Source data START

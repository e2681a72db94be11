use super::entity::{Brood, Entity, EntityId, EntityKind, Health, Lane};

#[derive(Debug, Default)]
pub struct EntityIdAllocator {
    next: u64,
}

impl EntityIdAllocator {
    pub fn allocate(&mut self) -> EntityId {
        let id = EntityId(self.next);
        self.next = self.next.saturating_add(1);
        id
    }
}

/// Owns every live entity plus the pending spawn/despawn queues. Mutation
/// requests made while systems iterate the pool take effect at
/// `apply_pending`, so iteration order never observes a half-applied change.
#[derive(Debug, Default)]
pub struct LaneWorld {
    allocator: EntityIdAllocator,
    entities: Vec<Entity>,
    pending_spawns: Vec<Entity>,
    pending_despawns: Vec<EntityId>,
}

impl LaneWorld {
    pub fn spawn_hostile(
        &mut self,
        kind: EntityKind,
        lane: Lane,
        offset: f32,
        speed: f32,
        height: f32,
        health: f64,
    ) -> EntityId {
        self.spawn_internal(
            kind,
            lane,
            offset,
            speed,
            height,
            Some(Health::full(health)),
            None,
            None,
        )
    }

    pub fn spawn_elite(
        &mut self,
        lane: Lane,
        offset: f32,
        speed: f32,
        height: f32,
        health: f64,
        brood: Brood,
    ) -> EntityId {
        self.spawn_internal(
            EntityKind::Elite,
            lane,
            offset,
            speed,
            height,
            Some(Health::full(health)),
            None,
            Some(brood),
        )
    }

    pub fn spawn_pickup(
        &mut self,
        kind: EntityKind,
        lane: Lane,
        offset: f32,
        speed: f32,
        height: f32,
    ) -> EntityId {
        self.spawn_internal(kind, lane, offset, speed, height, None, None, None)
    }

    /// `speed` is along the travel axis: pass a negative value to ascend.
    pub fn spawn_projectile(
        &mut self,
        lane: Lane,
        offset: f32,
        speed: f32,
        height: f32,
        damage: f64,
    ) -> EntityId {
        self.spawn_internal(
            EntityKind::Projectile,
            lane,
            offset,
            speed,
            height,
            None,
            Some(damage),
            None,
        )
    }

    #[allow(clippy::too_many_arguments)]
    fn spawn_internal(
        &mut self,
        kind: EntityKind,
        lane: Lane,
        offset: f32,
        speed: f32,
        height: f32,
        health: Option<Health>,
        projectile_damage: Option<f64>,
        brood: Option<Brood>,
    ) -> EntityId {
        let id = self.allocator.allocate();
        self.pending_spawns.push(Entity {
            id,
            kind,
            lane,
            offset,
            speed,
            height,
            active: true,
            health,
            projectile_damage,
            brood,
        });
        id
    }

    pub fn despawn(&mut self, id: EntityId) -> bool {
        let exists_now = self.entities.iter().any(|entity| entity.id == id);
        let pending_spawn = self.pending_spawns.iter().any(|entity| entity.id == id);
        if !exists_now && !pending_spawn {
            return false;
        }
        self.pending_despawns.push(id);
        true
    }

    pub fn apply_pending(&mut self) {
        if !self.pending_despawns.is_empty() {
            self.pending_despawns.sort_by_key(|id| id.0);
            self.pending_despawns.dedup();
            let pending = &self.pending_despawns;
            self.entities.retain(|entity| {
                pending
                    .binary_search_by_key(&entity.id.0, |id| id.0)
                    .is_err()
            });
            self.pending_spawns.retain(|entity| {
                pending
                    .binary_search_by_key(&entity.id.0, |id| id.0)
                    .is_err()
            });
            self.pending_despawns.clear();
        }

        self.entities.append(&mut self.pending_spawns);
    }

    pub fn clear(&mut self) {
        self.entities.clear();
        self.pending_spawns.clear();
        self.pending_despawns.clear();
    }

    #[allow(dead_code)]
    pub fn entity_count(&self) -> usize {
        self.entities.len()
    }

    pub fn entities(&self) -> &[Entity] {
        &self.entities
    }

    pub fn entities_mut(&mut self) -> &mut [Entity] {
        &mut self.entities
    }

    pub fn find_entity(&self, id: EntityId) -> Option<&Entity> {
        self.entities.iter().find(|entity| entity.id == id)
    }

    pub fn find_entity_mut(&mut self, id: EntityId) -> Option<&mut Entity> {
        self.entities.iter_mut().find(|entity| entity.id == id)
    }

    #[allow(dead_code)]
    pub fn live_count_of(&self, kind: EntityKind) -> usize {
        self.entities
            .iter()
            .filter(|entity| entity.active && entity.kind == kind)
            .count()
    }
}

#[cfg(test)]
mod tests {
    use super::*;

    fn spawn_enemy(world: &mut LaneWorld, lane: Lane) -> EntityId {
        world.spawn_hostile(EntityKind::Enemy, lane, -100.0, 100.0, 100.0, 1.0)
    }

    #[test]
    fn allocator_never_reuses_ids() {
        let mut allocator = EntityIdAllocator::default();
        let first = allocator.allocate();
        let second = allocator.allocate();
        let third = allocator.allocate();

        assert_eq!(first.0, 0);
        assert_eq!(second.0, 1);
        assert_eq!(third.0, 2);
    }

    #[test]
    fn spawns_land_at_apply_pending() {
        let mut world = LaneWorld::default();
        spawn_enemy(&mut world, Lane(0));
        assert_eq!(world.entity_count(), 0);

        world.apply_pending();
        assert_eq!(world.entity_count(), 1);
    }

    #[test]
    fn duplicate_pending_despawns_are_safe_and_idempotent() {
        let mut world = LaneWorld::default();
        let doomed = spawn_enemy(&mut world, Lane(0));
        let survivor = spawn_enemy(&mut world, Lane(1));
        world.apply_pending();
        assert_eq!(world.entity_count(), 2);

        assert!(world.despawn(doomed));
        assert!(world.despawn(doomed));
        assert!(world.despawn(doomed));
        world.apply_pending();

        assert_eq!(world.entity_count(), 1);
        assert!(world.find_entity(doomed).is_none());
        assert!(world.find_entity(survivor).is_some());
    }

    #[test]
    fn despawn_of_unknown_id_is_a_no_op() {
        let mut world = LaneWorld::default();
        assert!(!world.despawn(EntityId(99)));
        world.apply_pending();
        assert_eq!(world.entity_count(), 0);
    }

    #[test]
    fn despawn_cancels_a_pending_spawn() {
        let mut world = LaneWorld::default();
        let id = spawn_enemy(&mut world, Lane(4));
        assert!(world.despawn(id));
        world.apply_pending();
        assert_eq!(world.entity_count(), 0);
    }

    #[test]
    fn live_count_skips_inactive_entities() {
        let mut world = LaneWorld::default();
        let a = spawn_enemy(&mut world, Lane(0));
        spawn_enemy(&mut world, Lane(1));
        world.apply_pending();

        world
            .find_entity_mut(a)
            .expect("spawned enemy exists")
            .active = false;
        assert_eq!(world.live_count_of(EntityKind::Enemy), 1);
    }

    #[test]
    fn projectile_spawn_carries_damage_and_direction() {
        let mut world = LaneWorld::default();
        let id = world.spawn_projectile(Lane(2), 500.0, -400.0, 34.0, 1.5);
        world.apply_pending();

        let projectile = world.find_entity(id).expect("projectile exists");
        assert_eq!(projectile.kind, EntityKind::Projectile);
        assert!(projectile.speed < 0.0);
        assert!((projectile.projectile_damage.expect("damage set") - 1.5).abs() < 0.0001);
    }
}
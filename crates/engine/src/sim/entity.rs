#[derive(Debug, Clone, Copy, PartialEq, Eq, Hash)]
pub struct EntityId(pub u64);

#[derive(Debug, Clone, Copy, PartialEq, Eq, Hash)]
pub struct Lane(pub u8);

impl Lane {
    pub fn index(self) -> usize {
        usize::from(self.0)
    }

    /// Steps `delta` lanes over, wrapping at both edges.
    pub fn shifted(self, delta: i8, lane_count: u8) -> Lane {
        let count = i16::from(lane_count.max(1));
        let raw = (i16::from(self.0) + i16::from(delta)).rem_euclid(count);
        Lane(raw as u8)
    }
}

#[derive(Debug, Clone, Copy, PartialEq, Eq, Hash)]
pub enum EntityKind {
    Enemy,
    Elite,
    Minion,
    Boss,
    Projectile,
    Barrel,
    Crate,
    Bee,
    Heart,
}

impl EntityKind {
    pub fn is_damageable(self) -> bool {
        matches!(self, Self::Enemy | Self::Elite | Self::Minion | Self::Boss)
    }

    pub fn costs_life_at_boundary(self) -> bool {
        self.is_damageable()
    }

    pub fn as_token(self) -> &'static str {
        match self {
            Self::Enemy => "enemy",
            Self::Elite => "elite",
            Self::Minion => "minion",
            Self::Boss => "boss",
            Self::Projectile => "projectile",
            Self::Barrel => "barrel",
            Self::Crate => "crate",
            Self::Bee => "bee",
            Self::Heart => "heart",
        }
    }
}

/// Health readings are kept at one-decimal precision; every mutation
/// re-rounds so repeated fractional damage never drifts.
#[derive(Debug, Clone, Copy, PartialEq)]
pub struct Health {
    current: f64,
    initial: f64,
}

impl Health {
    pub fn full(initial: f64) -> Self {
        let rounded = round_tenths(initial);
        Self {
            current: rounded,
            initial: rounded,
        }
    }

    #[allow(dead_code)]
    pub fn current(&self) -> f64 {
        self.current
    }

    pub fn fraction(&self) -> f64 {
        if self.initial <= 0.0 {
            return 0.0;
        }
        (self.current / self.initial).clamp(0.0, 1.0)
    }
}

/// Minion production state carried by an elite.
#[derive(Debug, Clone, Copy, PartialEq, Eq)]
pub struct Brood {
    pub next_spawn_ms: u64,
    pub spawned: u32,
    pub cap: u32,
}

#[derive(Debug, Clone, Copy, PartialEq, Eq)]
pub enum DamageOutcome {
    Ignored,
    Damaged,
    Killed,
}

#[derive(Debug, Clone)]
pub struct Entity {
    pub id: EntityId,
    pub kind: EntityKind,
    pub lane: Lane,
    /// Position of the entity's top edge along the travel axis, in logical
    /// units from the field top. Grows downward.
    pub offset: f32,
    /// Units per second along the travel axis. Positive descends.
    pub speed: f32,
    pub height: f32,
    pub active: bool,
    pub health: Option<Health>,
    pub projectile_damage: Option<f64>,
    pub brood: Option<Brood>,
}

impl Entity {
    pub fn advance(&mut self, dt_seconds: f32) {
        if self.active {
            self.offset += self.speed * dt_seconds;
        }
    }

    /// No-op on inactive or non-damageable entities. Lethal damage flips the
    /// active flag exactly once; later calls report `Ignored`.
    pub fn apply_damage(&mut self, amount: f64) -> DamageOutcome {
        if !self.active {
            return DamageOutcome::Ignored;
        }
        let Some(health) = self.health.as_mut() else {
            return DamageOutcome::Ignored;
        };
        health.current = round_tenths(health.current - amount);
        if health.current <= 0.0 {
            self.active = false;
            DamageOutcome::Killed
        } else {
            DamageOutcome::Damaged
        }
    }

    pub fn top(&self) -> f32 {
        self.offset
    }

    pub fn bottom(&self) -> f32 {
        self.offset + self.height
    }

    pub fn overlaps(&self, other: &Entity) -> bool {
        self.lane == other.lane && self.bottom() >= other.top() && self.top() <= other.bottom()
    }

    pub fn reached_line(&self, boundary_offset: f32) -> bool {
        self.bottom() >= boundary_offset
    }

    /// True once an ascending projectile has fully left the field.
    pub fn cleared_top(&self) -> bool {
        self.bottom() <= 0.0
    }
}

pub(crate) fn round_tenths(value: f64) -> f64 {
    (value * 10.0).round() / 10.0
}

#[cfg(test)]
mod tests {
    use super::*;

    fn enemy(health: f64) -> Entity {
        Entity {
            id: EntityId(0),
            kind: EntityKind::Enemy,
            lane: Lane(2),
            offset: 50.0,
            speed: 100.0,
            height: 100.0,
            active: true,
            health: Some(Health::full(health)),
            projectile_damage: None,
            brood: None,
        }
    }

    #[test]
    fn lane_shift_wraps_both_edges() {
        assert_eq!(Lane(0).shifted(-1, 7), Lane(6));
        assert_eq!(Lane(6).shifted(1, 7), Lane(0));
        assert_eq!(Lane(3).shifted(1, 7), Lane(4));
        assert_eq!(Lane(3).shifted(0, 7), Lane(3));
    }

    #[test]
    fn advance_scales_with_dt() {
        let mut entity = enemy(1.0);
        entity.advance(0.25);
        assert!((entity.offset - 75.0).abs() < 0.0001);
    }

    #[test]
    fn inactive_entity_does_not_move() {
        let mut entity = enemy(1.0);
        entity.active = false;
        entity.advance(1.0);
        assert!((entity.offset - 50.0).abs() < 0.0001);
    }

    #[test]
    fn damage_rounds_to_one_decimal() {
        let mut entity = enemy(3.0);
        assert_eq!(entity.apply_damage(1.5), DamageOutcome::Damaged);
        let health = entity.health.expect("enemy keeps health");
        assert!((health.current() - 1.5).abs() < 0.0001);
    }

    #[test]
    fn lethal_damage_kills_exactly_once() {
        let mut entity = enemy(1.0);
        assert_eq!(entity.apply_damage(1.5), DamageOutcome::Killed);
        assert!(!entity.active);

        let after_death = entity.health.expect("health record survives death");
        assert_eq!(entity.apply_damage(1.5), DamageOutcome::Ignored);
        assert_eq!(
            entity.health.expect("health record survives death").current(),
            after_death.current()
        );
    }

    #[test]
    fn damage_on_non_damageable_kind_is_ignored() {
        let mut barrel = enemy(1.0);
        barrel.kind = EntityKind::Barrel;
        barrel.health = None;
        assert_eq!(barrel.apply_damage(9.0), DamageOutcome::Ignored);
        assert!(barrel.active);
    }

    #[test]
    fn overlap_requires_same_lane() {
        let a = enemy(1.0);
        let mut b = enemy(1.0);
        b.id = EntityId(1);
        b.lane = Lane(3);
        assert!(!a.overlaps(&b));
        b.lane = a.lane;
        assert!(a.overlaps(&b));
    }

    #[test]
    fn interval_overlap_at_edges_counts() {
        let a = enemy(1.0);
        let mut projectile = enemy(1.0);
        projectile.kind = EntityKind::Projectile;
        projectile.height = 34.0;
        projectile.offset = a.bottom();
        assert!(projectile.overlaps(&a));
        projectile.offset = a.bottom() + 0.5;
        assert!(!projectile.overlaps(&a));
    }

    #[test]
    fn boundary_tests_use_edges() {
        let mut entity = enemy(1.0);
        entity.offset = 459.0;
        assert!(!entity.reached_line(560.0));
        entity.offset = 460.0;
        assert!(entity.reached_line(560.0));

        let mut projectile = enemy(1.0);
        projectile.kind = EntityKind::Projectile;
        projectile.height = 34.0;
        projectile.offset = -33.0;
        assert!(!projectile.cleared_top());
        projectile.offset = -34.0;
        assert!(projectile.cleared_top());
    }

    #[test]
    fn health_fraction_tracks_initial() {
        let mut entity = enemy(2.0);
        entity.apply_damage(0.5);
        let health = entity.health.expect("health");
        assert!((health.fraction() - 0.75).abs() < 0.0001);
    }
}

Source data END

Task to complete >>
The answer must be the lines from the one containing "projectile.offset = a.bottom();" through the last line of the records, written out exactly; please include nothing more.

Answer for the task >>
        projectile.offset = a.bottom();
        assert!(projectile.overlaps(&a));
        projectile.offset = a.bottom() + 0.5;
        assert!(!projectile.overlaps(&a));
    }

    #[test]
    fn boundary_tests_use_edges() {
        let mut entity = enemy(1.0);
        entity.offset = 459.0;
        assert!(!entity.reached_line(560.0));
        entity.offset = 460.0;
        assert!(entity.reached_line(560.0));

        let mut projectile = enemy(1.0);
        projectile.kind = EntityKind::Projectile;
        projectile.height = 34.0;
        projectile.offset = -33.0;
        assert!(!projectile.cleared_top());
        projectile.offset = -34.0;
        assert!(projectile.cleared_top());
    }

    #[test]
    fn health_fraction_tracks_initial() {
        let mut entity = enemy(2.0);
        entity.apply_damage(0.5);
        let health = entity.health.expect("health");
        assert!((health.fraction() - 0.75).abs() < 0.0001);
    }
}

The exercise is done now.